Ethical Decision Making and Responsible of Decisions
Ethical Decision Making plays a crucial role in HRT as robots may need to make quick, life-altering decisions [266, 267]. The uncertainty in the information available to robots and the designing algorithmic frameworks that account for ethical issues pose decision-making in HRT [268, 269].
Challenges in this area go beyond the well-known “Trolley Problem” [270, 271] which does not assume any uncertainty of actions. With robots being involved in emergency services, such as the redistribution of critical medical supplies during COVID-19 or triage care, it is the ethical responsibility of HRT researchers to consider the accountability of each actor [272,273,274,275,276].
The lack of clarity regarding the ethical and legal responsibilities of actors in HRT, as well as the possibility that robots can become autonomous moral agents, further complicates matters [277,278,279]. In such cases, it becomes challenging to decide who is responsible for a failure when robots and humans work together [280, 281].
Transparency to Minimize Overreliance
Successful HRT depends on humans trust and willingness to collaborate. However, adopting a solely user-centric approach for building trust in AI and robots risk creating “dark patterns,” i.e., it may lead to improving user trust without ensuring the system is trustworthy [282]. Developing trustworthy robots that empower humans to make informed decisions is crucial. Explainable AI (xAI) aims to address the trustworthiness gap, but developing appropriate explanations that cater to different stakeholders’ expertise and functional roles remains a challenge [282, 283].
Despite these challenges, there exists positive evidence highlighting the critical role of transparency in AI decision-making in establishing human trust in human-AI systems [284]. Recently, Paleja et al. demonstrated the effectiveness of user-readable decision trees in increasing situational awareness [150]. However, such increased situational awareness comes at the cost of significant cognitive load, making it impractical for rapid decision-making. Additionally, Miller describes the pitfalls of operationalizing xAI without incorporating relational information about the operator, task, and environment, counter-indicating a one-size-fits-all approach to xAI [285].
Miller describes a lifecycle approach to transparency and trust, building upon prior work in human-human teams [286]. The study found that high-performing teams with a high level of priori and posteriori transparency (i.e., displaced transparency) can obtain a high level of trust with very little in-the-moment transparency. This displaced transparency facilitates trust across each of the three tiers defined by [287], namely affective, analogic, and analytic. This research indicates the need for AI development approaches that facilitate explainability, which is accessible to a wide variety of stakeholders while mitigating unfair bias and ensuring the safety and privacy of various individuals involved.
Diversity, Equity and Inclusion
Diversity, equity, and inclusion (DEI) promote fairness and equal opportunity leading to a more creative workforce that enhances innovation and problem-solving. DEI in HRT should lead to robots that support and enhance diversity rather than perpetuate existing inequalities.
Widespread adoption of automation with human characteristics impact how people perceive other people. Design choices of voice personal assistants (VPA) such as Siri, Alexa, and Cortana [288] which utilize a default female voice can strengthen gender stereotypes [289]. When designing robots that will interact with all members of the society, designers must ensure the body types, voices, and appearances of these robots do not reinforce negative stereotypes. The effect of widespread usages of these automated systems needs to be further explored.
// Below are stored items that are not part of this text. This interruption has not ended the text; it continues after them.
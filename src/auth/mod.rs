//! The sign-in / sign-up page.

pub mod controller;
pub mod form;
pub mod screen;

pub use controller::{AlertVariant, AuthController, FormAlert, PendingSubmit, SubmitOutcome};
pub use form::{AuthForm, FormKind, PasswordVisibility, SubmitButton};
pub use screen::{AuthScreen, ScreenMachine, TabState};
use std::fmt;

/// Screens of the auth page (`data-auth-screen`).
#[derive(Debug, Clone, Copy, PartialEq, Eq, Hash, Default)]
pub enum AuthScreen {
    #[default]
    Login,
    Signup,
    Forgot,
    ResetConfirm,
    SignupSuccess,
}

impl AuthScreen {
    pub fn name(&self) -> &'static str {
        match self {
            AuthScreen::Login => "login",
            AuthScreen::Signup => "signup",
            AuthScreen::Forgot => "forgot",
            AuthScreen::ResetConfirm => "reset-confirm",
            AuthScreen::SignupSuccess => "signup-success",
        }
    }

    /// Lenient name lookup: `reset` aliases `reset-confirm`, anything
    /// unknown is the login screen.
    pub fn normalize(name: &str) -> Self {
        match name {
            "reset" | "reset-confirm" => AuthScreen::ResetConfirm,
            "signup-success" => AuthScreen::SignupSuccess,
            "forgot" => AuthScreen::Forgot,
            "signup" => AuthScreen::Signup,
            _ => AuthScreen::Login,
        }
    }

    /// Screens with a tab in the tab bar.
    pub fn is_tab_screen(&self) -> bool {
        matches!(self, AuthScreen::Login | AuthScreen::Signup)
    }

    /// Confirmation screens only follow a successful submission.
    pub fn is_navigable(&self) -> bool {
        !matches!(self, AuthScreen::ResetConfirm | AuthScreen::SignupSuccess)
    }
}

impl fmt::Display for AuthScreen {
    fn fmt(&self, f: &mut fmt::Formatter<'_>) -> fmt::Result {
        f.write_str(self.name())
    }
}

/// Rendered state of one tab.
#[derive(Debug, Clone, Copy, PartialEq, Eq)]
pub struct TabState {
    pub active: bool,
    pub aria_selected: bool,
}

#[derive(Debug, Clone, Default)]
pub struct ScreenMachine {
    active: AuthScreen,
}

impl ScreenMachine {
    pub fn new() -> Self {
        Self::default()
    }

    pub fn active(&self) -> AuthScreen {
        self.active
    }

    /// Tab or in-page link. Requests for confirmation screens are ignored.
    pub fn navigate(&mut self, name: &str) -> AuthScreen {
        let target = AuthScreen::normalize(name);
        if !target.is_navigable() {
            tracing::warn!(screen = %target, "Ignoring navigation to confirmation screen");
            return self.active;
        }
        self.enter(target)
    }

    /// Transition taken after a successful submission.
    pub(crate) fn enter(&mut self, target: AuthScreen) -> AuthScreen {
        tracing::debug!(from = %self.active, to = %target, "Switching auth screen");
        self.active = target;
        target
    }

    pub fn tab_state(&self, tab: AuthScreen) -> TabState {
        let selected = tab == self.active && self.active.is_tab_screen();
        TabState {
            active: selected,
            aria_selected: selected,
        }
    }
}
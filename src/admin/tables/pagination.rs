/// Controls for one paginated table.
#[derive(Debug, Clone, PartialEq, Eq)]
pub struct PageInfo {
    pub page: usize,
    pub total_pages: usize,
    pub prev_disabled: bool,
    pub next_disabled: bool,
}

impl PageInfo {
    pub fn new(page: usize, total_items: usize, per_page: usize) -> Self {
        let total_pages = total_items.div_ceil(per_page.max(1));
        Self {
            page,
            total_pages,
            prev_disabled: page <= 1,
            next_disabled: page >= total_pages,
        }
    }

    /// Text for the `[data-page-info]` element.
    pub fn label(&self) -> String {
        format!("Page {} of {}", self.page, self.total_pages)
    }
}

/// The slice of `items` shown on `page` (1-based). Pages past the end are
/// empty rather than an error.
pub fn page_slice<T>(items: &[T], page: usize, per_page: usize) -> &[T] {
    let per_page = per_page.max(1);
    let start = page.saturating_sub(1).saturating_mul(per_page);
    if start >= items.len() {
        return &[];
    }
    let end = (start + per_page).min(items.len());
    &items[start..end]
}

#[cfg(test)]
mod tests {
    use super::*;

    #[test]
    fn total_pages_rounds_up() {
        assert_eq!(PageInfo::new(1, 7, 10).total_pages, 1);
        assert_eq!(PageInfo::new(1, 10, 10).total_pages, 1);
        assert_eq!(PageInfo::new(1, 11, 10).total_pages, 2);
        assert_eq!(PageInfo::new(1, 0, 10).total_pages, 0);
    }

    #[test]
    fn controls_disable_at_the_edges() {
        let first = PageInfo::new(1, 25, 10);
        assert!(first.prev_disabled);
        assert!(!first.next_disabled);

        let last = PageInfo::new(3, 25, 10);
        assert!(!last.prev_disabled);
        assert!(last.next_disabled);
        assert_eq!(last.label(), "Page 3 of 3");

        let empty = PageInfo::new(1, 0, 10);
        assert!(empty.prev_disabled && empty.next_disabled);
        assert_eq!(empty.label(), "Page 1 of 0");
    }

    #[test]
    fn slices_pages() {
        let items: Vec<u32> = (1..=25).collect();
        assert_eq!(page_slice(&items, 1, 10), &items[0..10]);
        assert_eq!(page_slice(&items, 3, 10), &[21, 22, 23, 24, 25]);
        assert!(page_slice(&items, 4, 10).is_empty());
        assert!(page_slice(&items, 0, 10).len() == 10);
    }
}
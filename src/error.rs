use thiserror::Error;

use crate::admin::actions::ActionId;
use crate::config::ConfigError;

#[derive(Error, Debug)]
pub enum AppError {
    #[error("Storage error: {0}")]
    Storage(#[from] StorageError),

    #[error("Configuration error: {0}")]
    Config(#[from] ConfigError),

    #[error("Unknown action: {0}")]
    UnknownAction(String),

    #[error("Action registered twice: {0}")]
    DuplicateAction(ActionId),

    #[error("Unknown admin page: {0}")]
    UnknownPage(String),

    #[error("Unknown setting: {0}")]
    UnknownSetting(String),

    #[error("Internal error: {0}")]
    Internal(String),

    #[error("JSON serialization error: {0}")]
    Json(#[from] serde_json::Error),
}

impl From<anyhow::Error> for AppError {
    fn from(err: anyhow::Error) -> Self {
        AppError::Internal(err.to_string())
    }
}

/// Failures of the key-value backend. Reads never produce these past the
/// store boundary; writes hand them back to the caller.
#[derive(Error, Debug)]
pub enum StorageError {
    #[error("I/O error: {0}")]
    Io(#[from] std::io::Error),

    #[error("JSON serialization error: {0}")]
    Json(#[from] serde_json::Error),

    #[error("Storage unavailable: {0}")]
    Unavailable(String),

    #[error("Storage quota exceeded for key {0}")]
    QuotaExceeded(String),
}

pub type Result<T> = std::result::Result<T, AppError>;
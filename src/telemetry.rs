//! Tracing subscriber setup.

use tracing_subscriber::{layer::SubscriberExt, util::SubscriberInitExt};

use crate::config::Config;

/// Install the global subscriber. `RUST_LOG` wins over the configured filter.
///
/// Returns `false` when a subscriber was already installed (tests call this
/// repeatedly).
pub fn init_tracing(config: &Config) -> bool {
    let env_filter = tracing_subscriber::EnvFilter::new(
        std::env::var("RUST_LOG").unwrap_or_else(|_| config.log_filter.clone()),
    );

    tracing_subscriber::registry()
        .with(env_filter)
        .with(tracing_subscriber::fmt::layer())
        .try_init()
        .is_ok()
}
//! Course page enhancements: active nav link, in-page anchors, the
//! collapsible sidebar and the self-paced study cards.

pub mod active_nav;
pub mod anchors;
pub mod sidebar;
pub mod study_support;

pub use active_nav::{current_page, highlight, is_active};
pub use anchors::scroll_target;
pub use sidebar::Sidebar;
pub use study_support::{Placement, WeekSupport, support_for};

/// What a course page needs on load.
#[derive(Debug, Clone, PartialEq)]
pub struct PageEnhancement {
    pub page: String,
    /// Active flag per sidebar link
    pub active_links: Vec<bool>,
    /// Self-paced cards and where to put them, for pages that have them
    pub support: Option<(Placement, String)>,
}

impl PageEnhancement {
    pub fn for_page<'a>(
        path: &str,
        links: impl IntoIterator<Item = &'a str>,
        has_highlight_card: bool,
    ) -> Self {
        let page = current_page(path).to_string();
        let support = support_for(&page).map(|s| (Placement::for_page(has_highlight_card), s.render()));

        tracing::debug!(page = %page, support = support.is_some(), "Enhancing course page");
        Self {
            active_links: highlight(links, path),
            support,
            page,
        }
    }
}

#[cfg(test)]
mod tests {
    use super::*;

    #[test]
    fn week_page_gets_cards_after_highlight() {
        let page = PageEnhancement::for_page("/c/week4.html", ["index.html", "week4.html"], true);
        assert_eq!(page.page, "week4.html");
        assert_eq!(page.active_links, vec![false, true]);
        assert!(matches!(page.support, Some((Placement::AfterHighlight, ref html)) if html.contains("Mastery Benchmarks")));
    }

    #[test]
    fn pages_without_content_get_none() {
        let page = PageEnhancement::for_page("/c/auth.html", ["index.html"], false);
        assert!(page.support.is_none());
        assert_eq!(page.active_links, vec![false]);
    }
}
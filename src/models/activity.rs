use serde::{Deserialize, Serialize};

/// A recent-activity feed line. `time` is display text ("2 hours ago").
#[derive(Debug, Clone, PartialEq, Serialize, Deserialize)]
pub struct ActivityEntry {
    pub user: String,
    pub action: String,
    pub time: String,
    pub status: String,
}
Prior works in HRT have shown that the acceptance of robots depend on many factors, including previous experience or familiarity with robots and technologies, robot predictability, robot policy’s transparency, and the human’s sense of control and trust [290,291,292]. Moreover, research in psychology has shown that people with different cultural backgrounds and personalities have different preferences over proxemics with others [293].
As such, robot designers should include a personalization module in the system, or cater to a specific target population and tailor the hardware and software design for the desired population, but care must be taken to avoid inherent biases and harmful grouping of people.
Metrics and Benchmarking
As the field of HRT continues to expand, measuring interaction quality and success is becoming increasingly important [294,295,296,297]. It is critical to develop reliable metrics to assess the performance of teams and the human experience within these teams [298, 299]. Metrics help to quantify and evaluate (1) performance of the team and (2) the human experience of being within the team. Performance metrics can include task metrics such as time to complete tasks, operation time, concurrent activity, and accuracy, as well as physiological measures like heart rate and skin conductance to estimate the current state of the interaction.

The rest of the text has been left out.